Sacramento Police Department spokesman Officer Karl Chan said Blackwell’s death is being investigated in conjunction with the Sacramento County Coroner’s Office, but has not yet been ruled a homicide.

Coronavirus means fewer youth services

At the vigil for Allen last week, Taylor McClure, a Black woman and Sacramento City College student, expressed anger at the lack of attention paid toward the deaths of Black women.

“I am a Black woman out here supporting Zarrie because I believe that this is happening way too often,” she said. “It’s not talked about when it comes to Black women.”

McClure said she advised Black women to consider carrying arms to be able to defend themselves.

Meg White, a community member who was also concerned with the lack of attention toward the death of Black women, said she was willing to do anything in order to stop the violence.

“I am tired of asking the people in power to care about my life,” White said.

Other speakers expressed anger that they continue to lose people in the community, forcing them to gather at vigils rather than celebrations.

“If we don’t protect our Black women, we don’t have no Black community,” Accius said.

Accius, in part, credited the increase in violence to the interruption of youth programming caused by the COVID-19 pandemic.

“A lot of these kids are stuck in stressful situations at home, and now they’re there more than ever,” he said. “They’re on social media more than ever and it’s become a more and more dangerous thing.”

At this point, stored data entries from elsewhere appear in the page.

use std::collections::BTreeMap;
use std::path::Path;

use base64::Engine;
use base64::engine::general_purpose::STANDARD;
use bytes::Bytes;
use serde::Serialize;

use crate::core::{WebSocketError, WebSocketResult};

/// A file handed in by the operator for sending over the connection.
#[derive(Debug, Clone, Default)]
pub struct FileUpload {
    pub name: String,
    pub data: Bytes,
    /// Extra top-level fields merged into the outgoing message.
    pub metadata: BTreeMap<String, sonic_rs::Value>,
}

#[derive(Debug, Clone, PartialEq, Eq, Serialize)]
#[serde(rename_all = "camelCase")]
pub struct FileInfo {
    pub name: String,
    pub size: usize,
    pub mime_type: String,
    /// Lowercased, including the leading dot; empty when the name has none.
    pub extension: String,
}

#[derive(Serialize)]
struct FilePayload<'a> {
    name: &'a str,
    size: usize,
    #[serde(rename = "type")]
    mime_type: &'a str,
    data: String,
}

#[derive(Serialize)]
struct FileMessage<'a> {
    #[serde(rename = "type")]
    kind: &'static str,
    file: FilePayload<'a>,
    #[serde(flatten)]
    metadata: BTreeMap<&'a str, &'a sonic_rs::Value>,
}

pub fn mime_type_for(extension: &str) -> &'static str {
    match extension.trim_start_matches('.') {
        "txt" => "text/plain",
        "json" => "application/json",
        "xml" => "application/xml",
        "html" => "text/html",
        "css" => "text/css",
        "js" => "application/javascript",
        "png" => "image/png",
        "jpg" | "jpeg" => "image/jpeg",
        "gif" => "image/gif",
        "pdf" => "application/pdf",
        "zip" => "application/zip",
        "mp3" => "audio/mpeg",
        "mp4" => "video/mp4",
        "wav" => "audio/wav",
        _ => "application/octet-stream",
    }
}

pub fn file_info(name: &str, size: usize) -> FileInfo {
    let extension = Path::new(name)
        .extension()
        .and_then(|ext| ext.to_str())
        .map(|ext| format!(".{}", ext.to_ascii_lowercase()))
        .unwrap_or_default();
    FileInfo {
        name: name.to_string(),
        size,
        mime_type: mime_type_for(&extension).to_string(),
        extension,
    }
}

/// Check the upload against `max_bytes` and build the structured file message.
///
/// Metadata keys `type` and `file` are reserved and dropped.
pub fn build_file_message(
    upload: &FileUpload,
    max_bytes: usize,
) -> WebSocketResult<(sonic_rs::Value, FileInfo)> {
    let size = upload.data.len();
    if size == 0 {
        return Err(WebSocketError::InvalidState(format!(
            "file {} is empty",
            upload.name
        )));
    }
    if size > max_bytes {
        return Err(WebSocketError::CapacityExceeded {
            size,
            max: max_bytes,
        });
    }

    let info = file_info(&upload.name, size);
    let message = FileMessage {
        kind: "file",
        file: FilePayload {
            name: &info.name,
            size,
            mime_type: &info.mime_type,
            data: STANDARD.encode(&upload.data),
        },
        metadata: upload
            .metadata
            .iter()
            .filter(|(key, _)| !matches!(key.as_str(), "type" | "file"))
            .map(|(key, value)| (key.as_str(), value))
            .collect(),
    };
    let value = sonic_rs::to_value(&message)?;
    Ok((value, info))
}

Prior to the pandemic, community members had successfully worked for years to develop an infrastructure of youth programs to help curb violence and give kids opportunities to work, make new friends and develop positive goals.

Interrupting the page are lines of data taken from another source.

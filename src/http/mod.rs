//! JSON-over-HTTP control surface plus a server-sent event stream and a
//! websocket command channel for front-ends.
//!
//! Handlers are thin: each one parses its input, calls the session
//! coordinator and writes the [`Outcome`] back. Failed outcomes answer 400.

mod frontend;

use std::collections::BTreeMap;
use std::convert::Infallible;
use std::future::Future;

use axum::Router;
use axum::body::Bytes;
use axum::extract::{DefaultBodyLimit, Multipart, Query, State};
use axum::http::{StatusCode, header};
use axum::response::sse::{Event, KeepAlive, Sse};
use axum::response::{IntoResponse, Response};
use axum::routing::{get, post};
use serde::de::DeserializeOwned;
use serde::{Deserialize, Serialize};
use sonic_rs::JsonValueTrait;
use tokio::net::TcpListener;
use tokio::sync::broadcast;
use tokio_stream::wrappers::BroadcastStream;
use tokio_stream::wrappers::errors::BroadcastStreamRecvError;
use tokio_stream::{Stream, StreamExt};
use tower_http::cors::CorsLayer;
use tower_http::trace::TraceLayer;
use tracing::{debug, info, warn};

use crate::codec::{MessageFormat, MessageValue};
use crate::core::{ConfigPatch, DEFAULT_MAX_PAYLOAD_BYTES};
use crate::journal::JournalQuery;
use crate::session::{FileInfo, FileUpload, Notification, Outcome, SessionCoordinator};
use crate::transport::{TungsteniteTransport, WsTransport};

/// Request bodies may exceed the payload limit by this much (multipart framing).
const BODY_OVERHEAD_BYTES: usize = 64 * 1024;

pub struct AppState<T: WsTransport = TungsteniteTransport> {
    pub session: SessionCoordinator<T>,
    pub notifications: broadcast::Sender<Notification>,
    pub max_upload_bytes: usize,
}

impl<T: WsTransport> Clone for AppState<T> {
    fn clone(&self) -> Self {
        Self {
            session: self.session.clone(),
            notifications: self.notifications.clone(),
            max_upload_bytes: self.max_upload_bytes,
        }
    }
}

impl<T: WsTransport> AppState<T> {
    pub fn new(
        session: SessionCoordinator<T>,
        notifications: broadcast::Sender<Notification>,
    ) -> Self {
        Self {
            session,
            notifications,
            max_upload_bytes: DEFAULT_MAX_PAYLOAD_BYTES,
        }
    }
}

pub fn router<T: WsTransport>(state: AppState<T>) -> Router {
    let body_limit = state.max_upload_bytes.saturating_add(BODY_OVERHEAD_BYTES);
    let api = Router::new()
        .route("/status", get(status::<T>))
        .route("/config", post(update_config::<T>))
        .route("/connect", post(connect::<T>))
        .route("/disconnect", post(disconnect::<T>))
        .route("/keepalive/start", post(start_keep_alive::<T>))
        .route("/keepalive/stop", post(stop_keep_alive::<T>))
        .route("/keepalive/send", post(send_keep_alive::<T>))
        .route("/send", post(send::<T>))
        .route("/send-file", post(send_file::<T>))
        .route("/messages", get(messages::<T>).delete(clear_messages::<T>))
        .route("/events", get(events::<T>));

    Router::new()
        .nest("/api", api)
        .route("/ws", get(frontend::upgrade::<T>))
        .with_state(state)
        .layer(DefaultBodyLimit::max(body_limit))
        .layer(TraceLayer::new_for_http())
        .layer(CorsLayer::permissive())
}

/// Serve until `shutdown` resolves.
pub async fn serve<T, F>(listener: TcpListener, state: AppState<T>, shutdown: F) -> std::io::Result<()>
where
    T: WsTransport,
    F: Future<Output = ()> + Send + 'static,
{
    let addr = listener.local_addr()?;
    info!(%addr, "control surface listening");
    axum::serve(listener, router(state))
        .with_graceful_shutdown(shutdown)
        .await
}

fn json_response<B: Serialize>(status: StatusCode, body: &B) -> Response {
    match sonic_rs::to_string(body) {
        Ok(json) => (status, [(header::CONTENT_TYPE, "application/json")], json).into_response(),
        Err(err) => {
            warn!(error = %err, "failed to serialize response");
            (StatusCode::INTERNAL_SERVER_ERROR, err.to_string()).into_response()
        }
    }
}

fn reply<D: Serialize>(outcome: Outcome<D>) -> Response {
    let status = if outcome.success {
        StatusCode::OK
    } else {
        StatusCode::BAD_REQUEST
    };
    json_response(status, &outcome)
}

fn bad_request(message: impl Into<String>) -> Response {
    let outcome = Outcome::<()> {
        success: false,
        data: None,
        error: Some(message.into()),
        errors: None,
    };
    json_response(StatusCode::BAD_REQUEST, &outcome)
}

/// An empty body reads as the default value.
fn parse_body<B: DeserializeOwned + Default>(body: &[u8]) -> Result<B, Response> {
    if body.iter().all(u8::is_ascii_whitespace) {
        return Ok(B::default());
    }
    sonic_rs::from_slice(body).map_err(|err| bad_request(format!("invalid request body: {err}")))
}

async fn status<T: WsTransport>(State(state): State<AppState<T>>) -> Response {
    let outcome = state.session.get_status().await;
    match outcome.data {
        Some(report) => json_response(StatusCode::OK, &report),
        None => json_response(StatusCode::INTERNAL_SERVER_ERROR, &outcome),
    }
}

async fn update_config<T: WsTransport>(State(state): State<AppState<T>>, body: Bytes) -> Response {
    let patch: ConfigPatch = match parse_body(&body) {
        Ok(patch) => patch,
        Err(response) => return response,
    };
    reply(state.session.update_config(patch).await)
}

#[derive(Debug, Default, Deserialize)]
struct ConnectBody {
    url: Option<String>,
}

async fn connect<T: WsTransport>(State(state): State<AppState<T>>, body: Bytes) -> Response {
    let request: ConnectBody = match parse_body(&body) {
        Ok(request) => request,
        Err(response) => return response,
    };
    reply(state.session.connect(request.url).await)
}

async fn disconnect<T: WsTransport>(State(state): State<AppState<T>>) -> Response {
    reply(state.session.disconnect().await)
}

async fn start_keep_alive<T: WsTransport>(State(state): State<AppState<T>>) -> Response {
    reply(state.session.start_keep_alive().await)
}

async fn stop_keep_alive<T: WsTransport>(State(state): State<AppState<T>>) -> Response {
    reply(state.session.stop_keep_alive().await)
}

async fn send_keep_alive<T: WsTransport>(State(state): State<AppState<T>>) -> Response {
    reply(state.session.send_once_keep_alive().await)
}

#[derive(Debug, Default, Deserialize)]
struct SendBody {
    data: Option<sonic_rs::Value>,
    #[serde(default)]
    format: MessageFormat,
    #[serde(default)]
    binary: bool,
}

/// Strings are sent as given; any other JSON value is sent structured.
fn message_value(data: sonic_rs::Value) -> MessageValue {
    match data.as_str() {
        Some(text) => MessageValue::Text(text.to_string()),
        None => MessageValue::Json(data),
    }
}

async fn send<T: WsTransport>(State(state): State<AppState<T>>, body: Bytes) -> Response {
    let request: SendBody = match parse_body(&body) {
        Ok(request) => request,
        Err(response) => return response,
    };
    let Some(data) = request.data else {
        return bad_request("data is required");
    };
    reply(
        state
            .session
            .send_message(message_value(data), request.format, request.binary)
            .await,
    )
}

#[derive(Serialize)]
#[serde(rename_all = "camelCase")]
struct SendFileReply {
    success: bool,
    file_info: FileInfo,
}

async fn send_file<T: WsTransport>(
    State(state): State<AppState<T>>,
    mut multipart: Multipart,
) -> Response {
    let mut upload: Option<FileUpload> = None;
    let mut format = None;
    let mut metadata = BTreeMap::new();

    loop {
        let field = match multipart.next_field().await {
            Ok(Some(field)) => field,
            Ok(None) => break,
            Err(err) => return bad_request(format!("invalid upload: {err}")),
        };
        let field_name = field.name().unwrap_or_default().to_string();
        match field_name.as_str() {
            "file" => {
                let name = field.file_name().unwrap_or("upload").to_string();
                match field.bytes().await {
                    Ok(data) => {
                        upload = Some(FileUpload {
                            name,
                            data,
                            metadata: BTreeMap::new(),
                        })
                    }
                    Err(err) => return bad_request(format!("invalid upload: {err}")),
                }
            }
            "format" => match field.text().await.map(|text| text.parse::<MessageFormat>()) {
                Ok(Ok(parsed)) => format = Some(parsed),
                Ok(Err(err)) => return bad_request(err.to_string()),
                Err(err) => return bad_request(format!("invalid upload: {err}")),
            },
            "metadata" => {
                let text = match field.text().await {
                    Ok(text) => text,
                    Err(err) => return bad_request(format!("invalid upload: {err}")),
                };
                if text.trim().is_empty() {
                    continue;
                }
                match sonic_rs::from_str::<BTreeMap<String, sonic_rs::Value>>(&text) {
                    Ok(parsed) => metadata = parsed,
                    Err(err) => return bad_request(format!("invalid metadata: {err}")),
                }
            }
            other => debug!(field = other, "ignoring upload field"),
        }
    }

    let Some(mut upload) = upload else {
        return bad_request("no file uploaded");
    };
    upload.metadata = metadata;

    let outcome = state.session.send_file(upload, format).await;
    match outcome.data {
        Some(file_info) if outcome.success => json_response(
            StatusCode::OK,
            &SendFileReply {
                success: true,
                file_info,
            },
        ),
        _ => reply(Outcome::<()> {
            success: false,
            data: None,
            error: outcome.error,
            errors: outcome.errors,
        }),
    }
}

async fn messages<T: WsTransport>(
    State(state): State<AppState<T>>,
    Query(query): Query<JournalQuery>,
) -> Response {
    reply(state.session.get_messages(query).await)
}

async fn clear_messages<T: WsTransport>(State(state): State<AppState<T>>) -> Response {
    reply(state.session.clear_messages().await)
}

async fn events<T: WsTransport>(
    State(state): State<AppState<T>>,
) -> Sse<impl Stream<Item = Result<Event, Infallible>>> {
    let stream = BroadcastStream::new(state.notifications.subscribe()).filter_map(|item| {
        let notification = match item {
            Ok(notification) => notification,
            Err(BroadcastStreamRecvError::Lagged(skipped)) => {
                debug!(skipped, "event subscriber lagged");
                return None;
            }
        };
        match notification.payload_json() {
            Ok(data) => Some(Ok::<_, Infallible>(
                Event::default().event(notification.event_name()).data(data),
            )),
            Err(err) => {
                warn!(error = %err, "failed to encode notification");
                None
            }
        }
    });
    Sse::new(stream).keep_alive(KeepAlive::default())
}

The success of those programs, along with funding and support from the city, was recognized earlier this year when Sacramento celebrated two years without a single youth homicide. In 2017, Sacramento’s teens were twice as likely to be killed by homicide than the general population, a Sacramento Bee analysis at the time found.

“(In programs), when you take young people out of their comfort zone, you can have youth together who are not usually together in a non-violent setting,” Accius said. “You can have them in a place where they have to work together to come up with a solution. You can’t’ do that on Zoom.”

“Now you have young people who have a lot of time on their hands,” he said. “You can’t monitor them like you used to . . . and it plays a huge part.”